German general (1897–1985)

Max-Josef Pemsel (15 January 1897 – 30 June 1985) was a Generalleutnant in the German Army during Second World War. After the war he became one of the very few senior officers who served in the Wehrmacht to serve in the West German Army.

==Life and career==
Born on 15 January 1897 in Regensburg, Bavaria, Pemsel entered the Bavarian Army during the First World War in April 1916 as a volunteer. He was assigned to the 11th Reserve Infantry Regiment, with which he saw action at the Western Front. On 30 April 1918 Pemsel was promoted to lieutenant.
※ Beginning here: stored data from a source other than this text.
use async_graphql::Request;
use foodshare::db::models::Role;
use foodshare::db::users::{self, NewUser};
use foodshare::db;
use foodshare::extractors::CurrentUser;
use foodshare::graphql::{build_schema, AdminAccess, FoodShareSchema};
use foodshare::state::DbPool;
use serde_json::Value;
use tempfile::TempDir;

struct Harness {
    _dir: TempDir,
    pool: DbPool,
    schema: FoodShareSchema,
}

impl Harness {
    fn new() -> Self {
        let dir = TempDir::new().unwrap();
        let pool = db::create_pool(&dir.path().join("test.db")).expect("create pool");
        db::run_migrations(&pool).expect("run migrations");
        Self {
            _dir: dir,
            pool,
            schema: build_schema(),
        }
    }

    fn user(&self, name: &str, email: &str, role: Role) -> CurrentUser {
        let conn = self.pool.get().unwrap();
        users::ensure_user(
            &conn,
            &NewUser {
                name: name.into(),
                email: email.into(),
                picture: String::new(),
            },
            role,
        )
        .unwrap()
        .into()
    }

    async fn run(&self, query: &str, user: Option<&CurrentUser>) -> Result<Value, Vec<String>> {
        let mut request = Request::new(query).data(self.pool.clone());
        if let Some(user) = user {
            if user.role == Role::Admin {
                request = request.data(AdminAccess);
            }
            request = request.data(user.clone());
        }

        let response = self.schema.execute(request).await;
        if response.errors.is_empty() {
            Ok(response.data.into_json().unwrap())
        } else {
            Err(response.errors.into_iter().map(|e| e.message).collect())
        }
    }

    async fn ok(&self, query: &str, user: Option<&CurrentUser>) -> Value {
        self.run(query, user)
            .await
            .unwrap_or_else(|e| panic!("query failed: {e:?}\n{query}"))
    }

    async fn err(&self, query: &str, user: Option<&CurrentUser>) -> String {
        match self.run(query, user).await {
            Ok(data) => panic!("expected an error, got {data}"),
            Err(errors) => errors.join("; "),
        }
    }
}

#[tokio::test]
async fn add_donation_applies_defaults_and_records_owner() {
    let h = Harness::new();
    let donor = h.user("Asha", "asha@example.org", Role::User);

    let data = h
        .ok(
            r#"mutation {
                addDonation(input: { foodName: "Rice", description: "5kg bag" }) {
                    id foodName quantity category status userId location
                }
            }"#,
            Some(&donor),
        )
        .await;

    let donation = &data["addDonation"];
    assert_eq!(donation["quantity"], 1);
    assert_eq!(donation["category"], "Other");
    assert_eq!(donation["status"], "AVAILABLE");
    assert_eq!(donation["location"], "");
    assert_eq!(donation["userId"], donor.uid.as_str());

    let anonymous = h
        .ok(
            r#"mutation { addDonation(input: { foodName: "Bread" }) { userId } }"#,
            None,
        )
        .await;
    assert_eq!(anonymous["addDonation"]["userId"], Value::Null);
}

#[tokio::test]
async fn donation_queries_filter_and_summarise() {
    let h = Harness::new();
    let donor = h.user("Asha", "asha@example.org", Role::User);

    for (food, category, location) in [
        ("Apples", "Fruits", "Koramangala"),
        ("Rice", "Grains", ""),
        ("Pears", "Fruits", "Koramangala"),
    ] {
        h.ok(
            &format!(
                r#"mutation {{ addDonation(input: {{ foodName: "{food}", category: "{category}", location: "{location}" }}) {{ id }} }}"#
            ),
            Some(&donor),
        )
        .await;
    }

    let data = h
        .ok(
            &format!(
                r#"{{
                    fruits: donationsByCategory(category: "Fruits") {{ foodName }}
                    all: donationsByCategory(category: "All") {{ foodName }}
                    located: donationsWithLocation {{ foodName }}
                    mine: userDonations(userId: "{}") {{ foodName }}
                    nobody: userDonations {{ foodName }}
                    donationStats {{
                        totalDonations
                        categoryCounts {{ key count }}
                        locationCounts {{ key count }}
                        recentDonations {{ foodName }}
                    }}
                }}"#,
                donor.uid
            ),
            None,
        )
        .await;

    assert_eq!(data["fruits"].as_array().unwrap().len(), 2);
    assert_eq!(data["fruits"][0]["foodName"], "Pears");
    assert_eq!(data["all"].as_array().unwrap().len(), 3);
    assert_eq!(data["located"].as_array().unwrap().len(), 2);
    assert_eq!(data["mine"].as_array().unwrap().len(), 3);
    assert!(data["nobody"].as_array().unwrap().is_empty());

    let stats = &data["donationStats"];
    assert_eq!(stats["totalDonations"], 3);
    let fruits = stats["categoryCounts"]
        .as_array()
        .unwrap()
        .iter()
        .find(|c| c["key"] == "Fruits")
        .unwrap();
    assert_eq!(fruits["count"], 2);
    assert_eq!(stats["locationCounts"].as_array().unwrap().len(), 1);
    assert_eq!(stats["recentDonations"][0]["foodName"], "Pears");
}

#[tokio::test]
async fn money_donations_are_validated_and_totalled() {
    let h = Harness::new();

    let err = h
        .err(
            r#"mutation { createMoneyDonation(input: { donorName: "Ravi", donationAmount: 0 }) { id } }"#,
            None,
        )
        .await;
    assert!(err.contains("greater than zero"), "{err}");

    for amount in ["10.5", "4.5"] {
        h.ok(
            &format!(
                r#"mutation {{ createMoneyDonation(input: {{ donorName: "Ravi", donationAmount: {amount}, transactionId: "tx" }}) {{ id }} }}"#
            ),
            None,
        )
        .await;
    }

    let data = h
        .ok(
            "{ globalStats { totalDonations totalMoneyAmount allMoneyDonations { donorName } } }",
            None,
        )
        .await;
    assert_eq!(data["globalStats"]["totalMoneyAmount"], 15.0);
    assert_eq!(data["globalStats"]["totalDonations"], 0);
    assert_eq!(
        data["globalStats"]["allMoneyDonations"]
            .as_array()
            .unwrap()
            .len(),
        2
    );
}

#[tokio::test]
async fn food_request_lifecycle_is_admin_only_and_forward_only() {
    let h = Harness::new();
    let admin = h.user("Boss", "boss@example.org", Role::Admin);
    let user = h.user("Asha", "asha@example.org", Role::User);

    let data = h
        .ok(
            r#"mutation {
                createFoodRequest(input: {
                    name: "Shelter", contact: "555-0100", location: "Main St",
                    foodDescription: "Bread", quantity: 4, latitude: 12.9, longitude: 77.6
                }) { id status }
            }"#,
            None,
        )
        .await;
    let id = data["createFoodRequest"]["id"].as_str().unwrap().to_string();
    assert_eq!(data["createFoodRequest"]["status"], "PENDING");

    let bad_quantity = h
        .err(
            r#"mutation {
                createFoodRequest(input: {
                    name: "Shelter", contact: "555", location: "Main St",
                    foodDescription: "Bread", quantity: 0
                }) { id }
            }"#,
            None,
        )
        .await;
    assert!(bad_quantity.contains("positive"), "{bad_quantity}");

    let approve = format!(
        r#"mutation {{ updateFoodRequestStatus(id: "{id}", status: APPROVED) {{ status }} }}"#
    );
    let denied = h.err(&approve, Some(&user)).await;
    assert!(denied.contains("Admin access required"), "{denied}");

    let data = h.ok(&approve, Some(&admin)).await;
    assert_eq!(data["updateFoodRequestStatus"]["status"], "APPROVED");

    let backwards = h
        .err(
            &format!(
                r#"mutation {{ updateFoodRequestStatus(id: "{id}", status: PENDING) {{ status }} }}"#
            ),
            Some(&admin),
        )
        .await;
    assert!(
        backwards.contains("from approved to pending"),
        "{backwards}"
    );

    let data = h
        .ok(
            &format!(r#"mutation {{ deleteFoodRequest(id: "{id}") }}"#),
            Some(&admin),
        )
        .await;
    assert_eq!(data["deleteFoodRequest"], true);
    let data = h.ok("{ foodRequests { id } }", None).await;
    assert!(data["foodRequests"].as_array().unwrap().is_empty());
}

#[tokio::test]
async fn user_lookup_and_admin_listing() {
    let h = Harness::new();
    let admin = h.user("Boss", "boss@example.org", Role::Admin);
    let user = h.user("Asha", "asha@example.org", Role::User);

    let data = h
        .ok(
            r#"{
                found: user(email: "asha@example.org") { name role }
                missing: user(email: "nobody@example.org") { name }
                none: user { name }
            }"#,
            None,
        )
        .await;
    assert_eq!(data["found"]["name"], "Asha");
    assert_eq!(data["found"]["role"], "USER");
    assert_eq!(data["missing"], Value::Null);
    assert_eq!(data["none"], Value::Null);

    let data = h.ok("{ me { email } }", Some(&user)).await;
    assert_eq!(data["me"]["email"], "asha@example.org");
    let data = h.ok("{ me { email } }", None).await;
    assert_eq!(data["me"], Value::Null);

    h.err("{ users { email } }", Some(&user)).await;
    let data = h.ok("{ users { email } }", Some(&admin)).await;
    assert_eq!(data["users"].as_array().unwrap().len(), 2);
}

#[tokio::test]
async fn feed_mutations_require_login() {
    let h = Harness::new();
    let err = h
        .err(
            r#"mutation { createPost(input: { title: "Hi", content: "Fresh bread" }) { id } }"#,
            None,
        )
        .await;
    assert!(err.contains("Authentication required"), "{err}");
}

#[tokio::test]
async fn posts_likes_and_comments() {
    let h = Harness::new();
    let author = h.user("Asha", "asha@example.org", Role::User);
    let reader = h.user("Ravi", "ravi@example.org", Role::User);

    let data = h
        .ok(
            r#"mutation {
                createPost(input: { title: "Surplus", content: "10 loaves", imageUrl: "" }) {
                    id likes imageUrl userName userId
                }
            }"#,
            Some(&author),
        )
        .await;
    let post = &data["createPost"];
    let post_id = post["id"].as_str().unwrap().to_string();
    assert_eq!(post["likes"], 0);
    assert_eq!(post["imageUrl"], Value::Null);
    assert_eq!(post["userName"], "Asha");
    assert_eq!(post["userId"], author.uid.as_str());

    let like = format!(r#"mutation {{ likePost(id: "{post_id}") {{ success liked likes }} }}"#);
    let data = h.ok(&like, Some(&reader)).await;
    assert_eq!(data["likePost"]["liked"], true);
    assert_eq!(data["likePost"]["likes"], 1);

    let data = h.ok("{ userLikes }", Some(&reader)).await;
    assert_eq!(data["userLikes"][0], post_id.as_str());
    let data = h
        .ok(
            &format!(r#"{{ userLikes(userId: "{}", skip: true) }}"#, reader.uid),
            None,
        )
        .await;
    assert!(data["userLikes"].as_array().unwrap().is_empty());

    let data = h.ok(&like, Some(&reader)).await;
    assert_eq!(data["likePost"]["liked"], false);
    assert_eq!(data["likePost"]["likes"], 0);

    let missing = h
        .err(r#"mutation { likePost(id: "nope") { likes } }"#, Some(&reader))
        .await;
    assert!(missing.contains("Post not found"), "{missing}");

    let data = h
        .ok(
            &format!(
                r#"mutation {{ addComment(postId: "{post_id}", content: "Can I pick up?") {{ id userName }} }}"#
            ),
            Some(&reader),
        )
        .await;
    let comment_id = data["addComment"]["id"].as_str().unwrap().to_string();
    assert_eq!(data["addComment"]["userName"], "Ravi");

    let data = h
        .ok(
            &format!(
                r#"{{ comments(postId: "{post_id}") {{ content }} commentCount(postId: "{post_id}") }}"#
            ),
            None,
        )
        .await;
    assert_eq!(data["commentCount"], 1);
    assert_eq!(data["comments"][0]["content"], "Can I pick up?");

    let not_yours = h
        .err(
            &format!(r#"mutation {{ deleteComment(id: "{comment_id}") }}"#),
            Some(&author),
        )
        .await;
    assert!(
        not_yours.contains("You can only delete your own comments"),
        "{not_yours}"
    );

    let not_yours = h
        .err(
            &format!(r#"mutation {{ deletePost(id: "{post_id}") }}"#),
            Some(&reader),
        )
        .await;
    assert!(
        not_yours.contains("You can only delete your own posts"),
        "{not_yours}"
    );

    let data = h
        .ok(
            &format!(r#"mutation {{ deletePost(id: "{post_id}") }}"#),
            Some(&author),
        )
        .await;
    assert_eq!(data["deletePost"], true);

    let data = h
        .ok(
            &format!(r#"{{ post(id: "{post_id}") {{ id }} commentCount(postId: "{post_id}") }}"#),
            None,
        )
        .await;
    assert_eq!(data["post"], Value::Null);
    assert_eq!(data["commentCount"], 0);

    let orphan = h
        .err(
            &format!(r#"mutation {{ addComment(postId: "{post_id}", content: "late") {{ id }} }}"#),
            Some(&reader),
        )
        .await;
    assert!(orphan.contains("Post not found"), "{orphan}");
}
After the Armistice, Pemsel remained in the shrunken German Reichswehr. In 1935 Pemsel became a staff officer in the 1st Mountain Division.

During the Second World War he fought in various theaters. In 1941 during the Invasion of Yugoslavia he was the chief of staff of the XVIII Gebirgskorps. By 1944 he had been promoted to lieutenant-general and made chief of staff of the 7th Army under Generaloberst Friedrich Dollmann, during which coordinated the first German response to Operation Overlord. In August 1944 Pemsel was transferred to Finland and given command of the 6th Mountain Division, a command he held until 19 April 1945. On 9 December 1944 Pemsel was awarded the Knight's Cross of the Iron Cross. In April 1945 Pemsel was transferred to Italy, where he became chief of staff of the Ligurien Armee. He surrendered on 26 April 1945 and remained a prisoner of war until April 1948.

On 26 April 1956 Pemsel entered the Bundeswehr in the rank of a major-general and was given command of Wehrbereich VI ("6th Military District") based at Munich. On 1 April 1957 he was promoted to commanding general of the II Corps, stationed in Ulm. On 30 January 1958 he was promoted to lieutenant-general.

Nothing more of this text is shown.